Sunday, March 6, 2011

Sakura (Cherry Blossom)

A cherry blossom is the flower of the cherry trees known as Sakura (桜 or 櫻; さくら). In English, "sakura" refers to the Japanese flowering cherry, Prunus serrulata. Cherry fruit (桜んぼ sakuranbo) comes from another species of tree.
"Hanami" is the centuries-old practice of picnicking under a blooming sakura or ume tree. The custom is said to have started during the Nara Period (710–794) when it was ume blossoms that people admired in the beginning. But by the Heian Period (794–1185), sakura came to attract more attention and hanami was synonymous with sakura. From then on, in tanka and haiku, "flowers" meant "sakura." The custom was originally limited to the elite of the Imperial Court, but soon spread to samurai society and, by the Edo period, to the common people as well. Tokugawa Yoshimune planted areas of cherry blossom trees to encourage this.

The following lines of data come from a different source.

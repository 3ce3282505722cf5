//! Session identity and resource-name generation.
//!
//! The resource is derived from the credentials so that the same client on the
//! same host reuses a recognisable name, with a random postfix so concurrent
//! sessions do not collide. A naming conflict reported by the server rolls the
//! postfix.

use rand::Rng;
use serde::Serialize;

const HASH_SEED: i32 = (5381 << 16) + 5381;
const HASH_MULTIPLIER: i64 = 1_566_083_941;
const POSTFIX_MAX: u32 = 10_000;

#[derive(Debug, Clone, PartialEq, Eq, Serialize)]
pub struct Identity {
    pub uid: String,
    pub realm: String,
    #[serde(skip)]
    password: String,
    pub resource_prefix: String,
    pub protocol: String,
    pub postfix: u32,
    pub resource: String,
}

impl Identity {
    pub fn new(
        uid: impl Into<String>,
        password: impl Into<String>,
        realm: impl Into<String>,
        resource_prefix: impl Into<String>,
        protocol: impl Into<String>,
    ) -> Self {
        let mut identity = Self {
            uid: uid.into(),
            realm: realm.into(),
            password: password.into(),
            resource_prefix: resource_prefix.into(),
            protocol: protocol.into(),
            postfix: 0,
            resource: String::new(),
        };
        identity.regenerate_resource();
        identity
    }

    pub fn password(&self) -> &str {
        &self.password
    }

    /// Bare address, `uid@realm`.
    pub fn jid(&self) -> String {
        format!("{}@{}", self.uid, self.realm)
    }

    /// Full address including the negotiated resource.
    pub fn full_jid(&self) -> String {
        format!("{}/{}", self.jid(), self.resource)
    }

    /// Picks a fresh random postfix and rebuilds the resource name.
    pub fn regenerate_resource(&mut self) {
        self.postfix = rand::rng().random_range(0..=POSTFIX_MAX);
        self.resource = make_resource(
            &self.uid,
            &self.password,
            &self.resource_prefix,
            &self.protocol,
            Some(self.postfix),
        );
    }
}

/// Deterministic resource name for the given credentials.
///
/// A zero or absent postfix is omitted from the name.
pub fn make_resource(
    username: &str,
    password: &str,
    prefix: &str,
    protocol: &str,
    postfix: Option<u32>,
) -> String {
    let source = format!("{username}-{password}-{protocol}");
    let (h1, h2) = dual_hash(&source);

    let mut resource = format!("{prefix}-{username}-{}-{}", tail4(h1), tail4(h2));
    if let Some(postfix) = postfix.filter(|p| *p != 0) {
        resource.push('-');
        resource.push_str(&postfix.to_string());
    }
    resource
}

/// Per-instance session id. Salted with randomness, so never stable.
pub fn make_unique_id(username: &str, password: &str, prefix: &str) -> String {
    let salt: f64 = rand::rng().random();
    let source = format!("{username}{password}{salt}");
    let (h1, h2) = dual_hash(&source);
    format!("{prefix}_{username}_{}_{}", tail4(h1), tail4(h2))
}

fn dual_hash(input: &str) -> (i64, i64) {
    let units: Vec<u16> = input.encode_utf16().collect();
    let mut h1 = HASH_SEED;
    let mut h2 = HASH_SEED;
    let mut pos = 0;

    while pos < units.len() {
        h1 = mix(h1, units[pos]);
        if pos == units.len() - 1 {
            break;
        }
        h2 = mix(h2, units[pos + 1]);
        pos += 2;
    }

    (i64::from(h1), i64::from(h2) * HASH_MULTIPLIER)
}

fn mix(hash: i32, unit: u16) -> i32 {
    let sum = i64::from(hash.wrapping_shl(5)) + i64::from(hash) + i64::from(hash >> 27);
    (sum as i32) ^ i32::from(unit)
}

fn tail4(value: i64) -> String {
    let digits = value.to_string();
    let start = digits.len().saturating_sub(4);
    digits[start..].to_string()
}

#[cfg(test)]
mod tests {
    use super::*;

    #[test]
    fn test_make_resource_is_deterministic() {
        let a = make_resource("309180", "secret", "web", "wss", Some(42));
        let b = make_resource("309180", "secret", "web", "wss", Some(42));
        assert_eq!(a, b);
        assert!(a.starts_with("web-309180-"));
        assert!(a.ends_with("-42"));
    }

    #[test]
    fn test_make_resource_depends_on_credentials() {
        let a = make_resource("309180", "secret", "web", "wss", None);
        let b = make_resource("309180", "other", "web", "wss", None);
        assert_ne!(a, b);
    }

    #[test]
    fn test_zero_postfix_is_omitted() {
        let a = make_resource("1", "p", "web", "wss", Some(0));
        let b = make_resource("1", "p", "web", "wss", None);
        assert_eq!(a, b);
    }

    #[test]
    fn test_identity_addresses() {
        let identity = Identity::new("100", "pw", "pbx.local", "web", "wss");
        assert_eq!(identity.jid(), "100@pbx.local");
        assert!(identity.full_jid().starts_with("100@pbx.local/web-100-"));
        assert_eq!(identity.password(), "pw");
    }

    #[test]
    fn test_unique_id_shape() {
        let sid = make_unique_id("100", "pw", "sbapi");
        assert!(sid.starts_with("sbapi_100_"));
    }
}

Under the sakura trees, people had lunch and drank sake in cheerful feasts.Japan gave 3,020 cherry blossom trees as a gift to the United States in 1912 to celebrate the nations' then-growing friendship, replacing an earlier gift of 2000 trees which had to be destroyed due to disease in 1910. These trees were planted in Sakura Park in Manhattan and famously line the shore of the Tidal Basin in Washington, D.C. The gift was renewed with another 3,800 trees in 1965.The cherry blossom trees continue to be a popular tourist attraction (and the subject of the annual National Cherry Blossom Festival) when they reach full bloom in early spring.